I tried it and now I get this error during MCMC using NUTZ kernel. Any idea? data shape is (2115, 10)
Hi @arashkhoeini with that data, you should put label axis on dim -2 and f axis on dim -1.
I am sorry that I am asking way too many questions @fehiepsi !
I changed the dimensions as you mentioned. It works fine when I sample from my model. But I encounter this error when I run MCMC on it: RuntimeError: The size of tensor a (2) must match the size of tensor b (2115) at non-singleton dimension 0
I also print the shape of ‘l’ and ‘e’ during the inference and I saw something that I don’t understand:
l : (2115, 1)
e: (10)
l: (2, 1, 1)
e: (10)
Why does the shape of ‘e’ changes to (2, 1, 1) in the second iteration?

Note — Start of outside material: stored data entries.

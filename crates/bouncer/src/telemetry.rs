use tracing::debug;
use tracing_subscriber::{layer::SubscriberExt, util::SubscriberInitExt, EnvFilter};

/// Filter used when `RUST_LOG` is unset.
pub const DEFAULT_FILTER: &str = "info,bouncer=debug";

/// Initialize console logging filtered by `RUST_LOG`, or [`DEFAULT_FILTER`].
///
/// Fails if a global subscriber is already installed.
pub fn init_tracing() -> Result<(), tracing_subscriber::util::TryInitError> {
    let env_filter =
        EnvFilter::try_from_default_env().unwrap_or_else(|_| EnvFilter::new(DEFAULT_FILTER));
    install(env_filter)
}

/// Initialize console logging with explicit filter directives, ignoring `RUST_LOG`.
pub fn init_tracing_with(directives: &str) -> Result<(), tracing_subscriber::util::TryInitError> {
    install(EnvFilter::new(directives))
}

fn install(env_filter: EnvFilter) -> Result<(), tracing_subscriber::util::TryInitError> {
    tracing_subscriber::registry()
        .with(env_filter)
        .with(tracing_subscriber::fmt::layer().with_target(false))
        .try_init()?;

    debug!("Tracing initialized");
    Ok(())
}
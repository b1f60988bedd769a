//! Command handlers.

use bouncer::{
    CategoryId, ChannelId, DefaultFormatter, DispatchConfig, FailureArg, FailureKind, Formatter,
    GuildId, RoleId, RoleRef, UserId,
};
use std::path::Path;
use std::str::FromStr;
use strum::IntoEnumIterator;
use tracing::{debug, instrument};

type CliResult<T> = Result<T, Box<dyn std::error::Error>>;

/// One line per kind: `Kind -> Inverse`.
pub fn list_kinds() -> Vec<String> {
    FailureKind::iter()
        .map(|kind| format!("{:<24} -> {}", kind.to_string(), kind.inverse()))
        .collect()
}

fn ids<T: From<u64>>(raw: &[String]) -> CliResult<Vec<T>> {
    raw.iter()
        .map(|value| -> CliResult<T> { Ok(T::from(value.parse::<u64>()?)) })
        .collect()
}

fn seconds(value: &str) -> CliResult<FailureArg> {
    Ok(FailureArg::Seconds(value.parse()?))
}

/// Interpret command-line strings as the arguments `kind` carries.
pub fn parse_args(kind: FailureKind, raw: &[String]) -> CliResult<Vec<FailureArg>> {
    use FailureKind::*;

    let args = match kind {
        NotInChannel | InChannel => vec![FailureArg::Channels(ids::<ChannelId>(raw)?)],
        NotInGuild | InGuild => vec![FailureArg::Guilds(ids::<GuildId>(raw)?)],
        NotInCategory | InCategory => vec![FailureArg::Categories(ids::<CategoryId>(raw)?)],
        IsNotUser | IsUser => vec![FailureArg::Users(ids::<UserId>(raw)?)],
        UsernameDoesNotContain | UsernameContains => vec![FailureArg::Text(raw.join(" "))],
        MembershipGT | MembershipLT | MembershipGE | MembershipLE => match raw {
            [limit] => vec![seconds(limit)?],
            [limit, other, other_limit] => vec![
                seconds(limit)?,
                FailureArg::Kind(FailureKind::from_str(other)?),
                seconds(other_limit)?,
            ],
            _ => return Err("membership kinds take SECONDS or SECONDS KIND SECONDS".into()),
        },
        UserMissingRole | UserHasRole | BotMissingRole | BotHasRole => raw
            .iter()
            .map(|role| {
                FailureArg::Role(match role.parse::<u64>() {
                    Ok(id) => RoleRef::Id(RoleId::new(id)),
                    Err(_) => RoleRef::Name(role.clone()),
                })
            })
            .collect(),
        _ => Vec::new(),
    };
    Ok(args)
}

/// The stock message for `kind` with `raw` arguments.
#[instrument(skip(raw), fields(args = raw.len()))]
pub fn render_kind(kind: &str, raw: &[String]) -> CliResult<String> {
    let kind = FailureKind::from_str(kind)?;
    let args = parse_args(kind, raw)?;
    debug!(?args, "Parsed arguments");
    Ok(DefaultFormatter
        .format(kind, &args)
        .unwrap_or_else(|| DefaultFormatter.generic()))
}

/// The effective configuration as TOML.
#[instrument]
pub fn show_config(path: Option<&Path>) -> CliResult<String> {
    let config = match path {
        Some(path) => DispatchConfig::from_file(path)?,
        None => DispatchConfig::load()?,
    };
    Ok(toml::to_string_pretty(&config)?)
}
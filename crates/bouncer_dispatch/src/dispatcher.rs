//! Turning command errors into responses and escalations.

use crate::{render_attachment, DefaultFormatter, DiagnosticReport, DispatchConfig, Formatter};
use bouncer_core::{
    CommandError, Embed, ExecutionContext, FailureRecord, Message, UnexpectedError,
};
use std::sync::Arc;
use tracing::{debug, error, info, instrument};

/// Handles every error a guarded command raises.
///
/// Authorization failures are rendered through the [`Formatter`] and sent back
/// to the actor. Unexpected errors get a generic notice, and a diagnostic
/// bundle goes to each escalation sink.
///
/// # Examples
///
/// ```
/// use bouncer_core::{CommandError, FailureKind, FailureRecord, MockContext, UserId};
/// use bouncer_dispatch::{DispatchConfig, ErrorDispatcher};
///
/// # let rt = tokio::runtime::Runtime::new().unwrap();
/// # rt.block_on(async {
/// let dispatcher = ErrorDispatcher::new(DispatchConfig::default());
/// let ctx = MockContext::dm(UserId::new(1));
///
/// dispatcher
///     .handle(&ctx, CommandError::Check(FailureRecord::new(FailureKind::IsNotBotOwner, vec![])))
///     .await;
///
/// let reply = &ctx.responses()[0];
/// assert_eq!(
///     reply.as_embed().unwrap().description(),
///     "*Error: This command may only be used by the bot owner.*"
/// );
/// # });
/// ```
#[derive(Clone)]
pub struct ErrorDispatcher {
    formatter: Arc<dyn Formatter>,
    config: DispatchConfig,
}

impl ErrorDispatcher {
    /// A dispatcher with the stock messages.
    pub fn new(config: DispatchConfig) -> Self {
        Self {
            formatter: Arc::new(DefaultFormatter),
            config,
        }
    }

    /// Replace the formatter.
    pub fn with_formatter(mut self, formatter: impl Formatter + 'static) -> Self {
        self.formatter = Arc::new(formatter);
        self
    }

    /// The active configuration.
    pub fn config(&self) -> &DispatchConfig {
        &self.config
    }

    /// The message an actor sees for an authorization failure.
    pub fn failure_message(&self, record: &FailureRecord) -> Message {
        let text = self.formatter.render(record);
        Message::Embed(Embed::negative(self.config.decorate(&text)))
    }

    /// The message an actor sees for an unexpected error.
    pub fn notice(&self) -> Message {
        Message::Embed(Embed::negative(self.config.unexpected_notice().clone()))
    }

    /// Messages delivered to every sink for `err`, diagnostic first.
    pub fn escalation_payload(
        &self,
        ctx: &dyn ExecutionContext,
        mut err: UnexpectedError,
    ) -> Vec<Message> {
        let report = DiagnosticReport::capture(ctx, &err);
        let mut payload = vec![report.to_message(*self.config.max_message_len())];
        payload.extend(err.take_attachments().into_iter().map(render_attachment));
        payload
    }

    /// Respond to, and for unexpected errors escalate, `error`.
    ///
    /// Never fails: delivery problems are logged and the remaining messages
    /// are still sent.
    #[instrument(
        skip_all,
        fields(
            command = %ctx.command().id(),
            actor = %ctx.actor().id(),
            sinks = self.config.escalation().len()
        )
    )]
    pub async fn handle(&self, ctx: &dyn ExecutionContext, error: CommandError) {
        match error {
            CommandError::Check(record) => {
                debug!(kind = %record.kind(), "Rendering check failure");
                if let Err(e) = ctx.respond(self.failure_message(&record)).await {
                    error!(error = %e, "Failed to send check failure to actor");
                    return;
                }
                info!(kind = %record.kind(), "Check failure reported");
            }
            CommandError::Unexpected(err) => {
                error!(error = %err, "Command failed unexpectedly");
                if let Err(e) = ctx.respond(self.notice()).await {
                    error!(error = %e, "Failed to send notice to actor");
                }
                let payload = self.escalation_payload(ctx, err);
                self.escalate(ctx, &payload).await;
            }
        }
    }

    async fn escalate(&self, ctx: &dyn ExecutionContext, payload: &[Message]) {
        let delay = self.config.delivery_delay();
        let mut first = true;
        let mut failed = 0usize;

        for sink in self.config.escalation() {
            let mention = sink.mention().map(Message::Text);
            for message in mention.iter().chain(payload) {
                if !first {
                    tokio::time::sleep(delay).await;
                }
                first = false;
                if let Err(e) = ctx.deliver(sink.channel, message.clone()).await {
                    failed += 1;
                    error!(channel = %sink.channel, error = %e, "Failed to deliver diagnostic");
                }
            }
        }

        info!(
            sinks = self.config.escalation().len(),
            messages = payload.len(),
            failed,
            "Escalation finished"
        );
    }
}

impl std::fmt::Debug for ErrorDispatcher {
    fn fmt(&self, f: &mut std::fmt::Formatter<'_>) -> std::fmt::Result {
        f.debug_struct("ErrorDispatcher")
            .field("config", &self.config)
            .finish_non_exhaustive()
    }
}

impl Default for ErrorDispatcher {
    fn default() -> Self {
        Self::new(DispatchConfig::default())
    }
}

#[cfg(test)]
mod tests {
    use super::*;
    use crate::{EscalationSink, RuleFormatter};
    use bouncer_core::{ChannelId, FailureKind, MockContext, UserId};

    fn quick(config: crate::DispatchConfigBuilder) -> ErrorDispatcher {
        ErrorDispatcher::new(config.delivery_delay_ms(0).build().unwrap())
    }

    #[tokio::test]
    async fn check_failures_use_the_formatter() {
        let dispatcher = quick(DispatchConfig::builder().error_prefix("> ").error_postfix(""))
            .with_formatter(RuleFormatter::new().rule(FailureKind::InDm, |_| "Not here.".into()));
        let ctx = MockContext::dm(UserId::new(1));

        dispatcher
            .handle(&ctx, FailureRecord::new(FailureKind::InDm, Vec::new()).into())
            .await;

        let responses = ctx.responses();
        assert_eq!(responses.len(), 1);
        assert_eq!(responses[0].as_embed().unwrap().description(), "> Not here.");
    }

    #[tokio::test]
    async fn unset_kinds_fall_back_to_generic() {
        let dispatcher = quick(DispatchConfig::builder())
            .with_formatter(RuleFormatter::new().generic_message("Nope."));
        let ctx = MockContext::dm(UserId::new(1));

        dispatcher
            .handle(&ctx, FailureRecord::new(FailureKind::IsUser, Vec::new()).into())
            .await;

        assert_eq!(
            ctx.responses()[0].as_embed().unwrap().description(),
            "*Error: Nope.*"
        );
    }

    #[tokio::test]
    async fn unexpected_errors_notify_the_actor() {
        let dispatcher = quick(
            DispatchConfig::builder().escalation(EscalationSink::new(ChannelId::new(50))),
        );
        let ctx = MockContext::dm(UserId::new(1));

        dispatcher
            .handle(&ctx, CommandError::unexpected("database is gone"))
            .await;

        assert_eq!(ctx.responses(), vec![dispatcher.notice()]);
        let deliveries = ctx.deliveries();
        assert_eq!(deliveries.len(), 1);
        assert_eq!(deliveries[0].0, ChannelId::new(50));
        let diagnostic = deliveries[0].1.as_embed().unwrap().description();
        assert!(diagnostic.contains("database is gone"));
    }

    #[tokio::test]
    async fn no_sinks_means_no_deliveries() {
        let dispatcher = quick(DispatchConfig::builder());
        let ctx = MockContext::dm(UserId::new(1));
        dispatcher.handle(&ctx, CommandError::unexpected("boom")).await;
        assert_eq!(ctx.responses().len(), 1);
        assert!(ctx.deliveries().is_empty());
    }
}
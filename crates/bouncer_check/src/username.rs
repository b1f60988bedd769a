//! Display name checks.

use crate::{Check, Verdict};
use async_trait::async_trait;
use bouncer_core::{ExecutionContext, FailureArg, FailureKind, FailureRecord};
use bouncer_error::{BouncerResult, CheckConfigError, CheckConfigErrorKind};
use std::fmt;
use std::sync::Arc;
use tracing::{debug, instrument};

/// A caller-supplied name test returning `(reported value, passed)`.
pub type NameTest = Arc<dyn Fn(&dyn ExecutionContext) -> (String, bool) + Send + Sync>;

#[derive(Clone)]
enum Rule {
    Contains(String),
    Custom(NameTest),
}

/// Passes when the actor's display name satisfies a rule.
///
/// The built-in rule is a case-insensitive substring test. Reports
/// `UsernameDoesNotContain(substring)`, or the value a custom test returned.
///
/// # Examples
///
/// ```
/// use bouncer_check::UsernameCheck;
///
/// let tagged = UsernameCheck::contains("[guild]").unwrap();
/// # let _ = tagged;
/// assert!(UsernameCheck::contains("").is_err());
/// ```
#[derive(Clone)]
pub struct UsernameCheck {
    rule: Rule,
}

impl UsernameCheck {
    /// The display name must contain `substring`, ignoring case.
    pub fn contains(substring: impl Into<String>) -> Result<Self, CheckConfigError> {
        let substring = substring.into();
        if substring.is_empty() {
            return Err(CheckConfigError::new(CheckConfigErrorKind::EmptySubstring));
        }
        Ok(Self {
            rule: Rule::Contains(substring),
        })
    }

    /// Decide with a custom test.
    pub fn with<F>(test: F) -> Self
    where
        F: Fn(&dyn ExecutionContext) -> (String, bool) + Send + Sync + 'static,
    {
        Self {
            rule: Rule::Custom(Arc::new(test)),
        }
    }
}

impl fmt::Debug for UsernameCheck {
    fn fmt(&self, f: &mut fmt::Formatter<'_>) -> fmt::Result {
        match &self.rule {
            Rule::Contains(substring) => f.debug_tuple("UsernameCheck").field(substring).finish(),
            Rule::Custom(_) => f.write_str("UsernameCheck(<custom>)"),
        }
    }
}

#[async_trait]
impl Check for UsernameCheck {
    fn name(&self) -> String {
        "username_contains".to_string()
    }

    #[instrument(skip_all, fields(check = "username"))]
    async fn evaluate(&self, ctx: &dyn ExecutionContext) -> BouncerResult<Verdict> {
        let (reported, passed) = match &self.rule {
            Rule::Contains(substring) => {
                let name = ctx.actor().display_name().to_lowercase();
                (substring.clone(), name.contains(&substring.to_lowercase()))
            }
            Rule::Custom(test) => test(ctx),
        };
        debug!(passed, "Evaluated display name");
        Ok(Verdict::new(
            passed,
            FailureRecord::new(FailureKind::UsernameDoesNotContain, vec![FailureArg::Text(reported)]),
        ))
    }
}

#[cfg(test)]
mod tests {
    use super::*;
    use bouncer_core::{MockContext, UserId};

    #[tokio::test]
    async fn substring_ignores_case() {
        let ctx = MockContext::dm(UserId::new(1)).with_display_name("Ferris [MOD]");
        assert!(UsernameCheck::contains("[mod]").unwrap().evaluate(&ctx).await.unwrap().passed());
    }

    #[tokio::test]
    async fn custom_tests_report_their_value() {
        let ctx = MockContext::dm(UserId::new(1)).with_display_name("ab");
        let check = UsernameCheck::with(|ctx| {
            let len = ctx.actor().display_name().chars().count();
            (format!("{len} characters"), len >= 3)
        });
        let verdict = check.evaluate(&ctx).await.unwrap();
        assert!(!verdict.passed());
        assert_eq!(verdict.record().args(), &vec![FailureArg::Text("2 characters".to_string())]);
    }
}
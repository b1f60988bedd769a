//! Checks backed by an arbitrary predicate.

use crate::{Check, Verdict};
use async_trait::async_trait;
use bouncer_core::{ExecutionContext, FailureRecord};
use bouncer_error::BouncerResult;
use futures::future::BoxFuture;
use std::fmt;
use std::sync::Arc;
use tracing::{debug, instrument};

/// An asynchronous predicate over an invocation.
pub type Predicate =
    Arc<dyn for<'a> Fn(&'a dyn ExecutionContext) -> BoxFuture<'a, BouncerResult<bool>> + Send + Sync>;

/// Passes when the predicate returns `true`.
///
/// Always reports `Generic()`. Errors from the predicate propagate as host
/// failures.
///
/// # Examples
///
/// ```
/// use bouncer_check::CustomCheck;
/// use futures::FutureExt;
///
/// let long_names = CustomCheck::new(|ctx| {
///     async move { Ok(ctx.actor().name().len() > 3) }.boxed()
/// });
/// # let _ = long_names;
/// ```
#[derive(Clone)]
pub struct CustomCheck {
    predicate: Predicate,
}

impl CustomCheck {
    /// Wrap a predicate.
    pub fn new<F>(predicate: F) -> Self
    where
        F: for<'a> Fn(&'a dyn ExecutionContext) -> BoxFuture<'a, BouncerResult<bool>>
            + Send
            + Sync
            + 'static,
    {
        Self {
            predicate: Arc::new(predicate),
        }
    }
}

impl fmt::Debug for CustomCheck {
    fn fmt(&self, f: &mut fmt::Formatter<'_>) -> fmt::Result {
        f.write_str("CustomCheck")
    }
}

#[async_trait]
impl Check for CustomCheck {
    fn name(&self) -> String {
        "custom".to_string()
    }

    #[instrument(skip_all, fields(check = "custom"))]
    async fn evaluate(&self, ctx: &dyn ExecutionContext) -> BouncerResult<Verdict> {
        let passed = (self.predicate)(ctx).await?;
        debug!(passed, "Evaluated custom predicate");
        Ok(Verdict::new(passed, FailureRecord::generic()))
    }
}
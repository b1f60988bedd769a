//! CLI command definitions.

use clap::{Parser, Subcommand};
use std::path::PathBuf;

/// Bouncer - inspect failure kinds, preview messages and check configuration
#[derive(Parser, Debug)]
#[command(name = "bouncer")]
#[command(about = "Inspect failure kinds, preview messages and check dispatcher configuration", long_about = None)]
#[command(version)]
pub struct Cli {
    /// Command to execute
    #[command(subcommand)]
    pub command: Commands,

    /// Enable verbose logging
    #[arg(short, long, global = true)]
    pub verbose: bool,
}

/// Available commands
#[derive(Subcommand, Debug)]
pub enum Commands {
    /// List every failure kind with its inverse
    Kinds,

    /// Preview the stock message for a failure kind
    Render {
        /// Failure kind name, e.g. NotInChannel
        kind: String,

        /// Positional arguments, e.g. channel ids or seconds
        #[arg(long = "arg")]
        args: Vec<String>,
    },

    /// Print the effective dispatcher configuration
    Config {
        /// Read this file on top of the bundled defaults instead of the usual locations
        #[arg(long)]
        path: Option<PathBuf>,
    },
}
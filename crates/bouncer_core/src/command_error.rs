//! The error a host forwards to the dispatcher.

use crate::{Attachment, FailureRecord};
use bouncer_error::BouncerError;
use std::backtrace::{Backtrace, BacktraceStatus};
use std::error::Error;
use std::fmt;

/// An error that is not an authorization failure.
///
/// Wraps any error raised while running a command, captures a backtrace at the
/// point of wrapping, and owns the ordered list of supplementary items that
/// are escalated with it.
///
/// # Examples
///
/// ```
/// use bouncer_core::{Attachment, UnexpectedError};
///
/// let io = std::io::Error::other("disk full");
/// let mut err = UnexpectedError::new(io);
/// err.attach(["queue length: 12".into(), Attachment::Text("worker 3".to_string())]);
///
/// assert_eq!(err.attachments().len(), 2);
/// assert!(err.trace().ends_with("disk full"));
/// ```
pub struct UnexpectedError {
    source: Box<dyn Error + Send + Sync>,
    backtrace: Backtrace,
    attachments: Vec<Attachment>,
}

impl UnexpectedError {
    /// Wrap an error, capturing a backtrace if enabled (`RUST_BACKTRACE`).
    pub fn new(err: impl Into<Box<dyn Error + Send + Sync>>) -> Self {
        Self {
            source: err.into(),
            backtrace: Backtrace::capture(),
            attachments: Vec::new(),
        }
    }

    /// Wrap an error, capturing a backtrace whatever the environment says.
    pub fn force_capture(err: impl Into<Box<dyn Error + Send + Sync>>) -> Self {
        Self {
            source: err.into(),
            backtrace: Backtrace::force_capture(),
            attachments: Vec::new(),
        }
    }

    /// Append supplementary items, preserving their order.
    pub fn attach(&mut self, items: impl IntoIterator<Item = Attachment>) -> &mut Self {
        self.attachments.extend(items);
        self
    }

    /// Append one supplementary item, builder style.
    pub fn with(mut self, item: impl Into<Attachment>) -> Self {
        self.attachments.push(item.into());
        self
    }

    /// The wrapped error.
    pub fn inner(&self) -> &(dyn Error + Send + Sync + 'static) {
        &*self.source
    }

    /// The backtrace captured when the error was wrapped.
    pub fn backtrace(&self) -> &Backtrace {
        &self.backtrace
    }

    /// Supplementary items in attachment order.
    pub fn attachments(&self) -> &[Attachment] {
        &self.attachments
    }

    /// Remove and return the supplementary items, leaving none behind.
    pub fn take_attachments(&mut self) -> Vec<Attachment> {
        std::mem::take(&mut self.attachments)
    }

    /// Render the backtrace and cause chain as text.
    ///
    /// The oldest context comes first: backtrace frames (when captured) from the
    /// thread entry down to the wrapping site, then the cause chain from root
    /// cause outwards, ending with the wrapped error itself.
    pub fn trace(&self) -> String {
        let mut lines = Vec::new();
        if self.backtrace.status() == BacktraceStatus::Captured {
            lines.push(format!(
                "stack backtrace (most recent call last):\n{}",
                oldest_first(&self.backtrace.to_string())
            ));
        }

        let mut chain = Vec::new();
        let mut current: Option<&(dyn Error + 'static)> = Some(&*self.source);
        while let Some(err) = current {
            chain.push(err.to_string());
            current = err.source();
        }
        let root = chain.len().saturating_sub(1);
        for (depth, message) in chain.iter().enumerate().rev() {
            if depth == 0 {
                lines.push(format!("Error: {message}"));
            } else if depth == root {
                lines.push(format!("Caused by: {message}"));
            } else {
                lines.push(format!("Which caused: {message}"));
            }
        }
        lines.join("\n")
    }
}

/// Reorder rendered backtrace frames so the outermost frame comes first.
///
/// A frame starts at a numbered line (`  3: symbol`) and owns the `at file:line`
/// lines that follow it.
fn oldest_first(rendered: &str) -> String {
    let mut preamble = Vec::new();
    let mut frames: Vec<Vec<&str>> = Vec::new();
    for line in rendered.lines() {
        if is_frame_header(line) {
            frames.push(vec![line]);
        } else if let Some(frame) = frames.last_mut() {
            frame.push(line);
        } else {
            preamble.push(line);
        }
    }
    preamble
        .into_iter()
        .chain(frames.into_iter().rev().flatten())
        .collect::<Vec<_>>()
        .join("\n")
}

fn is_frame_header(line: &str) -> bool {
    match line.trim_start().split_once(':') {
        Some((index, _)) => !index.is_empty() && index.bytes().all(|b| b.is_ascii_digit()),
        None => false,
    }
}

impl fmt::Debug for UnexpectedError {
    fn fmt(&self, f: &mut fmt::Formatter<'_>) -> fmt::Result {
        f.debug_struct("UnexpectedError")
            .field("source", &self.source)
            .field("attachments", &self.attachments.len())
            .finish()
    }
}

impl fmt::Display for UnexpectedError {
    fn fmt(&self, f: &mut fmt::Formatter<'_>) -> fmt::Result {
        write!(f, "{}", self.source)
    }
}

impl Error for UnexpectedError {
    fn source(&self) -> Option<&(dyn Error + 'static)> {
        Some(&*self.source)
    }
}

impl From<BouncerError> for UnexpectedError {
    fn from(err: BouncerError) -> Self {
        Self::new(err)
    }
}

/// The error a host hands to the dispatcher.
#[derive(Debug, derive_more::From, derive_more::Display)]
pub enum CommandError {
    /// A check denied access
    #[display("Check failed: {}", _0)]
    Check(FailureRecord),
    /// Anything else went wrong
    #[display("Unexpected error: {}", _0)]
    Unexpected(UnexpectedError),
}

impl CommandError {
    /// Wrap any error as unexpected.
    pub fn unexpected(err: impl Into<Box<dyn Error + Send + Sync>>) -> Self {
        CommandError::Unexpected(UnexpectedError::new(err))
    }

    /// Append supplementary items to an unexpected error.
    ///
    /// Authorization failures are never escalated, so items attached to one
    /// are dropped.
    pub fn attach(&mut self, items: impl IntoIterator<Item = Attachment>) -> &mut Self {
        match self {
            CommandError::Unexpected(err) => {
                err.attach(items);
            }
            CommandError::Check(record) => {
                tracing::debug!(%record, "Ignoring attachments on an authorization failure");
            }
        }
        self
    }

    /// Whether this is an authorization failure.
    pub fn is_check(&self) -> bool {
        matches!(self, CommandError::Check(_))
    }
}

impl From<BouncerError> for CommandError {
    fn from(err: BouncerError) -> Self {
        CommandError::Unexpected(err.into())
    }
}

#[cfg(test)]
mod tests {
    use super::*;
    use crate::FailureKind;

    #[derive(Debug, derive_more::Display, derive_more::Error)]
    #[display("outer failure")]
    struct Outer {
        source: std::io::Error,
    }

    #[test]
    fn trace_lists_root_cause_first() {
        let err = UnexpectedError::new(Outer {
            source: std::io::Error::other("socket closed"),
        });
        let trace = err.trace();
        let root = trace.find("Caused by: socket closed").unwrap();
        let outer = trace.find("Error: outer failure").unwrap();
        assert!(root < outer);
        assert!(trace.ends_with("Error: outer failure"));
    }

    #[test]
    fn frames_are_reordered_outermost_first() {
        let rendered = "   0: app::raise\n             at ./src/app.rs:10:5\n   1: app::handler\n             at ./src/app.rs:20:9\n   2: main";
        assert_eq!(
            oldest_first(rendered),
            "   2: main\n   1: app::handler\n             at ./src/app.rs:20:9\n   0: app::raise\n             at ./src/app.rs:10:5"
        );
    }

    #[test]
    fn captured_frames_end_at_the_wrapping_site() {
        let err = UnexpectedError::force_capture("boom");
        let trace = err.trace();
        let indices: Vec<usize> = trace
            .lines()
            .filter(|line| is_frame_header(line))
            .filter_map(|line| line.trim_start().split_once(':'))
            .filter_map(|(index, _)| index.parse().ok())
            .collect();

        assert!(!indices.is_empty());
        assert_eq!(indices.last(), Some(&0));
        assert!(indices.windows(2).all(|pair| pair[0] > pair[1]));
        assert!(trace.ends_with("Error: boom"));
    }

    #[test]
    fn attachments_keep_order() {
        let mut err = UnexpectedError::new("boom");
        err.attach(["first".into()]);
        err.attach(["second".into(), "third".into()]);

        let texts: Vec<_> = err
            .attachments()
            .iter()
            .map(|item| match item {
                Attachment::Text(text) => text.as_str(),
                _ => "",
            })
            .collect();
        assert_eq!(texts, ["first", "second", "third"]);
    }

    #[test]
    fn check_failures_drop_attachments() {
        let mut err = CommandError::from(FailureRecord::generic());
        err.attach(["ignored".into()]);
        assert!(err.is_check());

        let mut err = CommandError::unexpected("boom");
        err.attach(["kept".into()]);
        match err {
            CommandError::Unexpected(inner) => assert_eq!(inner.attachments().len(), 1),
            CommandError::Check(_) => panic!("expected unexpected error"),
        }
    }

    #[test]
    fn display_names_the_branch() {
        let err = CommandError::from(FailureRecord::new(FailureKind::NotInDm, Vec::new()));
        assert_eq!(err.to_string(), "Check failed: NotInDM()");
    }
}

I really appreciate your help!
I am not sure why. Your model works in my system
import pyro
import pyro.distributions as dist
from pyro.infer import MCMC, NUTS
def model(data):
p = pyro.sample('p', dist.Beta(1, 1))
label_axis = pyro.plate("label_axis", data.shape[0], dim=-2)
f_axis = pyro.plate("f_axis", data.shape[1], dim=-1)
with label_axis:
l = pyro.sample('l', dist.Bernoulli(p))
with f_axis:
e = pyro.sample('e', dist.Beta(1, 10))
with label_axis, f_axis:
prob = l * (1 - e) + (1 - l) * e
return pyro.sample('f', dist.Bernoulli(prob), obs=data)
mcmc = MCMC(NUTS(model), 500, 500)
data = dist.Bernoulli(0.5).sample((20, 4))
mcmc.run(data)
Pyro uses enumeration to integrate out the discrete latent variable l. The shape (2, 1, 1) just confirms that enumeration works. You can find detailed explanation about enumeration in this tutorial.
I was making a dumb mistake. You are a legend! Thank you very much!
I have one more question! Based on the example in MCMC doc page, mcmc.run() should return an object. But all I get is None. Do you have any idea what is that?
Oops, you are referring the very old docs. The latest Pyro version is 1.3.1. See the stable docs.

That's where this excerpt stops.